September 8, 2014

Cover Feature

It pays to know where you are from: “My Guyana, El Dorado, best of all the world to me!” they taught my infant voice to sing. And while I sang that unattributed song, Valerie Rodway was writing her own moving music to Walter Mac Andrew Lawrence’s inspired poetry that her husband, my English teacher, and Lynette Dolphin, my music teacher, made sure I sang: “O beautiful Guyana, O my lovely native land, more dear to me than all the world, thy sea-washed, sun-kissed strand!”

Those were important songs. My elders taught me to stand for hours under the equatorial sun with hundreds of other dozen-year-old Guyanese striplings so we could sing them to British royalty touring their endless realms on which the sun never set. Were the songs for me, then? Or were they for the princess Margaret? When the strains of our singing, and the days of our childhood, and the memories of British Empire would have sunk away to sunset and silence and yesterday’s mysterious history, would it then be settled where we all were from? Or would there still be questions? It pays to know where you are from. And there are even better ways to know than the earnest sentiment, or the stirring Sousa rhythms of patriotic music.

Another Answer

There is a book named Genesis, a book on belonging that begins before Sir Walter Raleigh called gold-rich South American land El Dorado; and before there was British royalty who could grant him knighthood; and before there were nights, and before there were days. Genesis begins at the beginning. “In the beginning,” the sacred book informs, elevated, authoritative, inspiring and dignified. “In the beginning God created the heavens and the earth” (Gen. 1:1).116 1 6 5

Now, Genesis is not the only ancient Near Eastern story of beginnings:

“When of the gods none had been called into being,

“And none bore a name, and no destinies were ordained;

“Then were created the gods in the midst of heaven,

“Lahmu and Lahamu were called into being.”2

Ancient Babylon’s creation story, Enuma Elish, explains more than Genesis does. It exposes the very gods’ beginnings, and thus betrays its earthbound source. For inEnuma Elish everything, gods included, must be bounded by beginnings. Enuma Elish speaks as it does and not otherwise because the mortals who conceive it know no grander sphere. Their source of creative genius is now controlled by the stretching and straining of human mind. And the humans of that mind begin and end, bury and give birth, learn and forget, start and finish, discover and are displaced, and are born to die. So Enuma Elish explains the circular little world where beginnings include the gods who, like states and empires and royalty and commoner, come, then go.
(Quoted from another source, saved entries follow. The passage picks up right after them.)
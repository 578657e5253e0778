//! # tether-core
//!
//! Core types, traits, and primitives for the Tether agent runtime kernel.
//! This crate defines the shared vocabulary used by every other crate in the
//! workspace: messages and content blocks, the tool contract, the unified
//! error type, and the event bus.

pub mod bus;
pub mod error;
pub mod event;
pub mod message;
pub mod tool;

pub use bus::{BusConfig, BusStats, EventBus, Subscriber, SubscriptionId};
pub use error::{Result, TetherError, WireError};
pub use event::{Bookmark, Event};
pub use message::{sanitize_session_id, validate_session_id, ContentBlock, Message, Role};
pub use tool::{
    ChunkSink, StreamingTool, Tool, ToolCall, ToolContext, ToolDescriptor, ToolResult,
};
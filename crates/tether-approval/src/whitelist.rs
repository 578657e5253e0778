use std::collections::HashMap;

use chrono::{DateTime, Utc};
use parking_lot::RwLock;
use serde_json::Value;
use sha2::{Digest, Sha256};

/// One whitelist admission, scoped to a session and a tool + params signature.
#[derive(Debug, Clone)]
pub struct WhitelistEntry {
    pub session_id: String,
    pub tool: String,
    pub signature: String,
    pub created_at: DateTime<Utc>,
}

/// In-session cache of approved (tool, params) pairs. A hit auto-approves
/// future identical requests without prompting.
#[derive(Default)]
pub struct Whitelist {
    entries: RwLock<HashMap<String, WhitelistEntry>>,
}

impl Whitelist {
    pub fn new() -> Self {
        Self::default()
    }

    /// Whether the exact tool + params was already approved in this session.
    pub fn allowed(
        &self,
        session_id: &str,
        tool: &str,
        params: &serde_json::Map<String, Value>,
    ) -> bool {
        let key = key_for(session_id, tool, params);
        self.entries.read().contains_key(&key)
    }

    /// Record an admission; idempotent.
    pub fn add(
        &self,
        session_id: &str,
        tool: &str,
        params: &serde_json::Map<String, Value>,
        now: DateTime<Utc>,
    ) -> WhitelistEntry {
        let key = key_for(session_id, tool, params);
        let entry = WhitelistEntry {
            session_id: session_id.to_string(),
            tool: tool.to_string(),
            signature: key.clone(),
            created_at: now,
        };
        self.entries.write().entry(key).or_insert(entry.clone());
        entry
    }

    /// Copy-on-read snapshot of all entries.
    pub fn snapshot(&self) -> Vec<WhitelistEntry> {
        self.entries.read().values().cloned().collect()
    }

    pub fn len(&self) -> usize {
        self.entries.read().len()
    }

    pub fn is_empty(&self) -> bool {
        self.entries.read().is_empty()
    }
}

fn key_for(session_id: &str, tool: &str, params: &serde_json::Map<String, Value>) -> String {
    format!("{session_id}|{tool}|{}", hash_params(params))
}

/// Deterministic signature over params: map keys are visited in sorted
/// order, recursively, so the hash is invariant under key reordering and
/// stable across processes.
pub fn hash_params(params: &serde_json::Map<String, Value>) -> String {
    if params.is_empty() {
        return "empty".to_string();
    }
    let mut buf = Vec::new();
    encode_value(&mut buf, &Value::Object(params.clone()));
    let digest = Sha256::digest(&buf);
    let mut out = String::with_capacity(64);
    for b in digest {
        out.push_str(&format!("{b:02x}"));
    }
    out
}

fn encode_value(buf: &mut Vec<u8>, value: &Value) {
    match value {
        Value::Object(map) => {
            let mut keys: Vec<&String> = map.keys().collect();
            keys.sort();
            buf.push(b'{');
            for k in keys {
                buf.extend_from_slice(k.as_bytes());
                buf.push(b':');
                encode_value(buf, &map[k]);
                buf.push(b';');
            }
            buf.push(b'}');
        }
        Value::Array(items) => {
            buf.push(b'[');
            for item in items {
                encode_value(buf, item);
                buf.push(b',');
            }
            buf.push(b']');
        }
        Value::String(s) => buf.extend_from_slice(s.as_bytes()),
        Value::Number(n) => buf.extend_from_slice(n.to_string().as_bytes()),
        Value::Bool(b) => buf.extend_from_slice(if *b { b"true" } else { b"false" }),
        Value::Null => buf.extend_from_slice(b"null"),
    }
}

#[cfg(test)]
mod tests {
    use super::*;
    use serde_json::json;

    fn obj(v: Value) -> serde_json::Map<String, Value> {
        v.as_object().unwrap().clone()
    }

    #[test]
    fn hash_is_key_order_invariant() {
        let a = obj(json!({"a": 1, "b": {"x": [1, 2], "y": "z"}}));
        let mut b = serde_json::Map::new();
        b.insert("b".into(), json!({"y": "z", "x": [1, 2]}));
        b.insert("a".into(), json!(1));
        assert_eq!(hash_params(&a), hash_params(&b));
    }

    #[test]
    fn hash_distinguishes_values() {
        let a = obj(json!({"a": 1}));
        let b = obj(json!({"a": 2}));
        assert_ne!(hash_params(&a), hash_params(&b));
    }

    #[test]
    fn empty_params_have_fixed_signature() {
        assert_eq!(hash_params(&serde_json::Map::new()), "empty");
    }

    #[test]
    fn whitelist_roundtrip() {
        let wl = Whitelist::new();
        let params = obj(json!({"k": 1}));
        assert!(!wl.allowed("s", "tool", &params));
        wl.add("s", "tool", &params, chrono::Utc::now());
        assert!(wl.allowed("s", "tool", &params));
        // Different session or tool misses.
        assert!(!wl.allowed("s2", "tool", &params));
        assert!(!wl.allowed("s", "tool2", &params));
        assert_eq!(wl.len(), 1);
    }
}
use regex::Regex;

use tether_core::{Result, TetherError};

/// Tokens that are never allowed to appear as a command name.
pub const DEFAULT_DENYLIST: &[&str] = &["mkfs", "dd", "shutdown", "reboot", "halt", "poweroff"];

// Wrappers that defer to the next token for the real command name.
const WRAPPERS: &[&str] = &["sudo", "doas", "env", "nohup", "time", "exec", "command"];

const FORK_BOMB: &str = ":(){:|:&};:";

pub(crate) fn build_denylist(extra: &[String]) -> Vec<String> {
    let mut out: Vec<String> = DEFAULT_DENYLIST.iter().map(|s| s.to_string()).collect();
    for token in extra {
        let token = token.trim();
        if !token.is_empty() && !out.iter().any(|t| t == token) {
            out.push(token.to_string());
        }
    }
    out
}

pub(crate) fn build_patterns() -> Result<Vec<Regex>> {
    let sources = [
        // rm -rf (or -fr) with a root target: "/", "/*", "/bin", ...
        r"(?i)\brm\s+-[a-z]*r[a-z]*f[a-z]*\s+/",
        r"(?i)\brm\s+-[a-z]*f[a-z]*r[a-z]*\s+/",
        // Writing raw devices.
        r"(?i)\bdd\b.*\bof=/dev/",
    ];
    sources
        .iter()
        .map(|src| {
            Regex::new(src)
                .map_err(|e| TetherError::Config(format!("bad denylist pattern {src:?}: {e}")))
        })
        .collect()
}

/// Screen a raw command string. `cli_mode` relaxes the shell meta-character
/// checks for interactive callers that legitimately compose pipelines.
pub(crate) fn screen(
    cmd: &str,
    deny_tokens: &[String],
    deny_patterns: &[Regex],
    cli_mode: bool,
) -> Result<()> {
    let squashed: String = cmd.chars().filter(|c| !c.is_whitespace()).collect();
    if squashed.contains(FORK_BOMB) {
        return Err(denied(cmd, "fork bomb"));
    }

    // Only the command position of each pipeline segment is screened, so
    // "git init" passes while "sudo dd ..." does not.
    for segment in cmd.split(['|', ';', '&', '\n']) {
        for token in segment.split_whitespace() {
            if WRAPPERS.contains(&token) || token.contains('=') || token.starts_with('-') {
                continue;
            }
            let name = token.rsplit('/').next().unwrap_or(token);
            if deny_tokens.iter().any(|deny| deny == name) {
                return Err(denied(cmd, name));
            }
            break;
        }
    }

    for pattern in deny_patterns {
        if pattern.is_match(cmd) {
            return Err(denied(cmd, "destructive pattern"));
        }
    }

    if !cli_mode && (cmd.contains("$(") || cmd.contains('`')) {
        return Err(denied(cmd, "command substitution"));
    }
    Ok(())
}

fn denied(cmd: &str, what: &str) -> TetherError {
    TetherError::PermissionDenied(format!("command blocked ({what}): {cmd}"))
}
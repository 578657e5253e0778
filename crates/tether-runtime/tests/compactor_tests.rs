#[cfg(test)]
mod tests {
    use std::sync::Arc;

    use tether_config::CompactionConfig;
    use tether_core::{EventBus, Message, Role};
    use tether_hooks::HookExecutor;
    use tether_llm::{MockModel, MockModelProvider, ProviderPool};
    use tether_runtime::Compactor;
    use tether_session::FileSession;
    use tether_wal::WalOptions;

    fn session_with_history(dir: &std::path::Path, count: usize, chars: usize) -> FileSession {
        let session = FileSession::open(
            "sess-compact",
            dir,
            WalOptions {
                disable_sync: true,
                ..Default::default()
            },
        )
        .unwrap();
        for i in 0..count {
            let body = format!("m{i}-{}", "x".repeat(chars));
            let msg = if i % 2 == 0 {
                Message::user(body)
            } else {
                Message::assistant(body)
            };
            session.append(msg).unwrap();
        }
        session
    }

    fn compactor(pool: Arc<ProviderPool>, config: CompactionConfig) -> Compactor {
        Compactor::new(config, pool, "summarizer-model".into(), None)
    }

    fn pool_with(model: MockModel) -> (Arc<ProviderPool>, Arc<MockModel>) {
        let provider = MockModelProvider::new(model);
        let handle = provider.model_handle();
        (Arc::new(ProviderPool::new(Arc::new(provider))), handle)
    }

    // Forty messages near the token budget with preserve_count 4.
    #[tokio::test]
    async fn test_compaction_over_threshold() {
        let dir = tempfile::tempdir().unwrap();
        // ~600 estimated tokens per message -> ~24k total against a 25k
        // budget, over the 0.8 threshold.
        let session = session_with_history(dir.path(), 40, 2400);
        let (pool, handle) = pool_with(MockModel::new("m").with_response("what happened so far"));
        let compactor = compactor(
            pool,
            CompactionConfig {
                budget_tokens: 25_000,
                threshold: 0.8,
                preserve_count: 4,
                ..Default::default()
            },
        );
        let hooks = HookExecutor::new(dir.path());
        let bus = EventBus::default();

        let compacted = compactor.maybe_compact(&session, &hooks, &bus).await.unwrap();
        assert!(compacted);
        assert_eq!(handle.requests_made(), 1);

        // 1 summary + 4 preserved tail messages.
        let messages = session.messages();
        assert_eq!(messages.len(), 5);
        assert_eq!(messages[0].role, Role::System);
        assert!(messages[0].text_content().starts_with("summary: "));
        for (i, msg) in messages[1..].iter().enumerate() {
            assert!(msg.text_content().starts_with(&format!("m{}", 36 + i)));
        }
        bus.close().await;
    }

    #[tokio::test]
    async fn test_compacted_transcript_survives_reopen() {
        let dir = tempfile::tempdir().unwrap();
        {
            let session = session_with_history(dir.path(), 40, 2400);
            let (pool, _) = pool_with(MockModel::new("m").with_response("the summary"));
            let compactor = compactor(
                pool,
                CompactionConfig {
                    budget_tokens: 25_000,
                    threshold: 0.8,
                    preserve_count: 4,
                    ..Default::default()
                },
            );
            let hooks = HookExecutor::new(dir.path());
            let bus = EventBus::default();
            compactor.maybe_compact(&session, &hooks, &bus).await.unwrap();
            bus.close().await;
        }
        let session = FileSession::open(
            "sess-compact",
            dir.path(),
            WalOptions {
                disable_sync: true,
                ..Default::default()
            },
        )
        .unwrap();
        assert_eq!(session.messages().len(), 5);
        assert!(session.messages()[0].text_content().starts_with("summary: "));
    }

    #[tokio::test]
    async fn test_under_threshold_no_compaction() {
        let dir = tempfile::tempdir().unwrap();
        let session = session_with_history(dir.path(), 10, 100);
        let (pool, handle) = pool_with(MockModel::new("m"));
        let compactor = compactor(pool, CompactionConfig::default());
        let hooks = HookExecutor::new(dir.path());
        let bus = EventBus::default();
        let compacted = compactor.maybe_compact(&session, &hooks, &bus).await.unwrap();
        assert!(!compacted);
        assert_eq!(handle.requests_made(), 0);
        assert_eq!(session.messages().len(), 10);
        bus.close().await;
    }

    #[tokio::test]
    async fn test_summarizer_retry_then_success() {
        let dir = tempfile::tempdir().unwrap();
        let session = session_with_history(dir.path(), 40, 2400);
        let model = MockModel::new("m")
            .with_error("transient")
            .with_response("recovered summary");
        let (pool, handle) = pool_with(model);
        let compactor = compactor(
            pool,
            CompactionConfig {
                budget_tokens: 25_000,
                threshold: 0.8,
                preserve_count: 4,
                max_retries: 2,
                retry_delay_ms: 1,
                ..Default::default()
            },
        );
        let hooks = HookExecutor::new(dir.path());
        let bus = EventBus::default();
        let compacted = compactor.maybe_compact(&session, &hooks, &bus).await.unwrap();
        assert!(compacted);
        assert_eq!(handle.requests_made(), 2);
        bus.close().await;
    }

    #[tokio::test]
    async fn test_summarizer_exhaustion_aborts_compaction() {
        let dir = tempfile::tempdir().unwrap();
        let session = session_with_history(dir.path(), 40, 2400);
        let model = MockModel::new("m")
            .with_error("down")
            .with_error("down")
            .with_error("down");
        let (pool, _) = pool_with(model);
        let compactor = compactor(
            pool,
            CompactionConfig {
                budget_tokens: 25_000,
                threshold: 0.8,
                preserve_count: 4,
                max_retries: 2,
                retry_delay_ms: 1,
                ..Default::default()
            },
        );
        let hooks = HookExecutor::new(dir.path());
        let bus = EventBus::default();
        // Aborts compaction without failing the caller.
        let compacted = compactor.maybe_compact(&session, &hooks, &bus).await.unwrap();
        assert!(!compacted);
        assert_eq!(session.messages().len(), 40);
        bus.close().await;
    }

    #[tokio::test]
    async fn test_pre_compact_hook_deny_skips() {
        let dir = tempfile::tempdir().unwrap();
        let session = session_with_history(dir.path(), 40, 2400);
        let (pool, handle) = pool_with(MockModel::new("m").with_response("unused"));
        let compactor = compactor(
            pool,
            CompactionConfig {
                budget_tokens: 25_000,
                threshold: 0.8,
                preserve_count: 4,
                ..Default::default()
            },
        );
        let mut hooks = HookExecutor::new(dir.path());
        hooks.register(vec![tether_hooks::ShellHook {
            event: tether_hooks::HookEvent::PreCompact,
            command: r#"echo '{"decision": "deny"}'"#.into(),
            selector: tether_hooks::Selector::default(),
            timeout: None,
            env: Default::default(),
            name: "deny-compact".into(),
        }]);
        let bus = EventBus::default();
        let compacted = compactor.maybe_compact(&session, &hooks, &bus).await.unwrap();
        assert!(!compacted);
        assert_eq!(handle.requests_made(), 0);
        assert_eq!(session.messages().len(), 40);
        bus.close().await;
    }

    #[tokio::test]
    async fn test_rollout_artifact_written() {
        let dir = tempfile::tempdir().unwrap();
        let rollout = dir.path().join("rollout");
        let session = session_with_history(dir.path(), 40, 2400);
        let (pool, _) = pool_with(MockModel::new("m").with_response("summary text"));
        let compactor = compactor(
            pool,
            CompactionConfig {
                budget_tokens: 25_000,
                threshold: 0.8,
                preserve_count: 4,
                rollout_dir: Some(rollout.clone()),
                ..Default::default()
            },
        );
        let hooks = HookExecutor::new(dir.path());
        let bus = EventBus::default();
        compactor.maybe_compact(&session, &hooks, &bus).await.unwrap();
        let artifacts: Vec<_> = std::fs::read_dir(&rollout)
            .unwrap()
            .filter_map(|e| e.ok())
            .collect();
        assert_eq!(artifacts.len(), 1);
        let raw = std::fs::read_to_string(artifacts[0].path()).unwrap();
        assert!(raw.contains("summary text"));
        bus.close().await;
    }
}
impl Runtime {
    pub fn builder() -> RuntimeBuilder {
        RuntimeBuilder::default()
    }

    pub fn bus(&self) -> &EventBus {
        &self.inner.bus
    }

    pub fn registry(&self) -> &Arc<ToolRegistry> {
        &self.inner.registry
    }

    pub fn approvals(&self) -> &Arc<Queue> {
        &self.inner.approvals
    }

    pub fn sessions(&self) -> &Arc<SessionManager> {
        &self.inner.sessions
    }

    /// Approval record-log housekeeping metrics.
    pub fn approval_gc_status(&self) -> tether_approval::GcStatus {
        self.inner.approval_log.gc_status()
    }

    pub fn project_root(&self) -> &PathBuf {
        &self.inner.project_root
    }

    /// Re-synchronize an MCP session's tools (e.g. after a tools-changed
    /// notification) and announce the change on the bus.
    pub async fn sync_mcp_tools(&self, session: Arc<dyn McpSession>) -> Result<Vec<String>> {
        let server = session.name().to_string();
        let names = self.inner.registry.sync_mcp(session).await?;
        self.inner.bus.publish(
            Event::new(event_type::MCP_TOOLS_CHANGED, "").with_payload(json!({
                "server": server,
                "tools": names.clone(),
            })),
        );
        Ok(names)
    }

    /// Run a request to completion.
    pub async fn run(&self, request: RunRequest) -> Result<RunResult> {
        self.run_with_cancel(request, CancellationToken::new()).await
    }

    /// Run a request under an external cancellation signal.
    pub async fn run_with_cancel(
        &self,
        request: RunRequest,
        cancel: CancellationToken,
    ) -> Result<RunResult> {
        self.run_internal(request, cancel, None).await
    }

    /// Start a streaming run. The event channel is returned immediately;
    /// the work continues on a background task that closes the channel when
    /// done. A terminal `error` event precedes close on failure.
    pub fn run_stream(
        &self,
        request: RunRequest,
    ) -> Result<(mpsc::Receiver<StreamEvent>, RunHandle)> {
        self.ensure_open()?;
        validate_request(&request)?;

        let (adapter, rx) = StreamAdapter::new(256);
        let sender = adapter.sender();
        let cancel = CancellationToken::new();
        let runtime = self.clone();
        let task_cancel = cancel.clone();
        let join = tokio::spawn(async move {
            let ping_tx = sender.clone();
            let ping_cancel = task_cancel.clone();
            let ping = tokio::spawn(async move {
                let mut ticker = tokio::time::interval(PING_INTERVAL);
                ticker.tick().await;
                loop {
                    tokio::select! {
                        _ = ticker.tick() => {
                            if ping_tx.send(StreamEvent::Ping {}).await.is_err() {
                                break;
                            }
                        }
                        _ = ping_cancel.cancelled() => break,
                    }
                }
            });

            let result = runtime
                .run_internal(request, task_cancel.clone(), Some((adapter, sender.clone())))
                .await;
            ping.abort();
            if let Err(e) = &result {
                let _ = sender
                    .send(StreamEvent::Error { error: e.to_wire() })
                    .await;
            }
            result
        });
        Ok((rx, RunHandle { cancel, join }))
    }

    async fn run_internal(
        &self,
        request: RunRequest,
        cancel: CancellationToken,
        stream: Option<(StreamAdapter, mpsc::Sender<StreamEvent>)>,
    ) -> Result<RunResult> {
        let inner = &self.inner;
        self.ensure_open()?;
        validate_request(&request)?;

        let session_id = match &request.session_id {
            Some(id) => {
                validate_session_id(id)?;
                id.clone()
            }
            None => format!("sess-{}", uuid::Uuid::new_v4()),
        };
        let request_id = request
            .request_id
            .clone()
            .unwrap_or_else(|| uuid::Uuid::new_v4().to_string());

        // Model availability is a hard blocker, checked up front.
        let model_name = match &request.model_tier {
            Some(tier) => inner
                .pool
                .tier_name(tier)
                .map(|s| s.to_string())
                .unwrap_or_else(|| tier.clone()),
            None => inner.config.agent.model.clone(),
        };
        let model = inner.pool.model(&model_name).await?;

        let (session, first_seen) = inner.sessions.open(&session_id)?;
        if first_seen {
            let payload = HookPayload {
                session_id: session_id.clone(),
                ..Default::default()
            };
            if let Err(e) = inner.hooks.fire(HookEvent::SessionStart, &payload).await {
                warn!(error = %e, "session-start hook error");
            }
            inner
                .bus
                .publish(Event::new(event_type::SESSION_START, &session_id));
        }

        let prompt_payload = HookPayload {
            session_id: session_id.clone(),
            prompt: Some(request.prompt.clone()),
            ..Default::default()
        };
        let outcome = inner
            .hooks
            .fire(HookEvent::UserPromptSubmit, &prompt_payload)
            .await?;
        if outcome.decision == Some(HookDecision::Deny) {
            return Err(TetherError::PermissionDenied(
                "prompt rejected by hook".into(),
            ));
        }

        // Concurrent runs against the same session serialize here.
        let run_lock = inner.sessions.run_lock(&session_id);
        let _guard = run_lock.lock().await;

        let mut user_message = if request.content.is_empty() {
            Message::user(request.prompt.clone())
        } else {
            let mut msg = Message::text(Role::User, "");
            msg.content = request.content.clone();
            msg
        };
        user_message.metadata = request.metadata.clone();
        session.append(user_message)?;

        inner.bus.publish(
            Event::new(event_type::RUN_STARTED, &session_id)
                .with_payload(json!({ "request_id": request_id.clone() })),
        );

        // Per-run chain: user middlewares plus, for streaming, the adapter.
        let chain = Chain::new();
        for mw in &inner.middlewares {
            chain.push(Arc::clone(mw));
        }
        let stream_sender = match stream {
            Some((adapter, sender)) => {
                chain.push(Arc::new(adapter));
                Some(sender)
            }
            None => None,
        };

        let scope = RunScope {
            session: Arc::clone(&session),
            request_id: request_id.clone(),
            cancel: cancel.clone(),
            allowed_tools: request
                .allowed_tools
                .as_ref()
                .map(|names| names.iter().cloned().collect::<HashSet<String>>()),
        };
        let mut state =
            tether_middleware::StageState::for_run(session_id.clone(), request_id.clone());
        let mut run_ctx = RunContext::default();

        let agent_loop = AgentLoop {
            chain: &chain,
            model,
            model_name,
            executor: &inner.executor,
            scope: &scope,
            tools: inner.registry.descriptors(),
            system: None,
            max_tokens: inner.config.agent.max_tokens,
            temperature: inner.config.agent.temperature,
            max_iterations: inner.config.agent.max_iterations,
            timeout: Duration::from_secs(inner.config.agent.request_timeout_secs),
            cancel: cancel.clone(),
            stream: stream_sender,
        };
        let outcome = agent_loop.run(&mut state, &mut run_ctx).await;

        match outcome {
            Ok(outcome) => {
                if let Err(e) = self
                    .inner
                    .compactor
                    .maybe_compact(&session, &inner.hooks, &inner.bus)
                    .await
                {
                    warn!(session = %session_id, error = %e, "compaction check failed");
                }
                inner.bus.publish(
                    Event::new(event_type::RUN_COMPLETED, &session_id).with_payload(json!({
                        "request_id": request_id.clone(),
                        "iterations": outcome.iterations,
                    })),
                );
                info!(
                    session = %session_id,
                    request = %request_id,
                    iterations = outcome.iterations,
                    "run complete"
                );
                Ok(RunResult {
                    session_id,
                    request_id,
                    output: outcome.response.message.text_content(),
                    stop_reason: outcome.response.stop_reason,
                    usage: outcome.usage,
                    tool_calls: outcome.tool_calls,
                    iterations: outcome.iterations,
                    sandbox: inner.sandbox.snapshot(),
                })
            }
            Err(e) => {
                inner.bus.publish(
                    Event::new(event_type::RUN_COMPLETED, &session_id).with_payload(json!({
                        "request_id": request_id.clone(),
                        "error": e.to_wire(),
                    })),
                );
                Err(e)
            }
        }
    }

    /// Close one session, firing its SessionEnd hook.
    pub async fn close_session(&self, session_id: &str) -> Result<()> {
        let payload = HookPayload {
            session_id: session_id.to_string(),
            ..Default::default()
        };
        if let Err(e) = self.inner.hooks.fire(HookEvent::SessionEnd, &payload).await {
            warn!(error = %e, "session-end hook error");
        }
        self.inner
            .bus
            .publish(Event::new(event_type::SESSION_END, session_id));
        self.inner.sessions.close(session_id)
    }

    /// Shut the runtime down: SessionEnd for every live session, close the
    /// stores, stop middlewares, drain the bus.
    pub async fn close(&self) -> Result<()> {
        if self.inner.closed.swap(true, Ordering::AcqRel) {
            return Ok(());
        }
        for id in self.inner.sessions.live_ids() {
            let payload = HookPayload {
                session_id: id.clone(),
                ..Default::default()
            };
            if let Err(e) = self.inner.hooks.fire(HookEvent::SessionEnd, &payload).await {
                warn!(session = %id, error = %e, "session-end hook error");
            }
            self.inner
                .bus
                .publish(Event::new(event_type::SESSION_END, &id));
        }
        self.inner.sessions.close_all()?;
        self.inner.approvals.close()?;
        for mw in self.inner.middlewares.iter() {
            if let Err(e) = mw.on_stop().await {
                warn!(middleware = mw.name(), error = %e, "on-stop error");
            }
        }
        self.inner.bus.close().await;
        Ok(())
    }

    fn ensure_open(&self) -> Result<()> {
        if self.inner.closed.load(Ordering::Acquire) {
            return Err(TetherError::InvalidRequest("runtime is closed".into()));
        }
        Ok(())
    }
}
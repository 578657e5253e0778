//! # tether-session
//!
//! Durable conversation sessions over a channel-segmented write-ahead log.
//! A session's messages land on the progress channel, checkpoints and
//! resumes on control, and approval audit records on monitor; replaying the
//! three channels restores the exact transcript across crashes. Also home to
//! the session manager (LRU-bounded cache + per-session run locks) and the
//! durable event store.

pub mod channel;
pub mod event_store;
pub mod file;
pub mod manager;
pub mod wal;

pub use channel::{
    normalize_checkpoint_name, Channel, Checkpoint, Cursors, MAX_CHECKPOINT_BYTES,
};
pub use event_store::{FileEventStore, LEGACY_ENV};
pub use file::{FileSession, ListFilter};
pub use manager::{SessionManager, MAX_SESSIONS_ENV};
pub use wal::ChannelWal;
Not so in Genesis. For the God of Genesis is not the product of finitude. “I AM” is who He is (Ex. 3:14). And so has He been and so will He be “from everlasting to everlasting” (Ps. 90:2). He inhabits eternity (Isa. 57:15). It is His house, and one that nobody built or could have built for Him. He is before our concept of it since He is before everything. Only because of Him does time or forever “hold together” (Col. 1:17). Genesis does not explain God, because the God of Genesis is inexplicable, beyond the boundaries and finitudes of human mind at its fullest stretch. If we stretched to bursting, we would not find Him out (see Job 11:7). And after our exhaustion we would know that our will to explain His ways past finding out (Rom. 11:33) is but the revelation of our inadequacy.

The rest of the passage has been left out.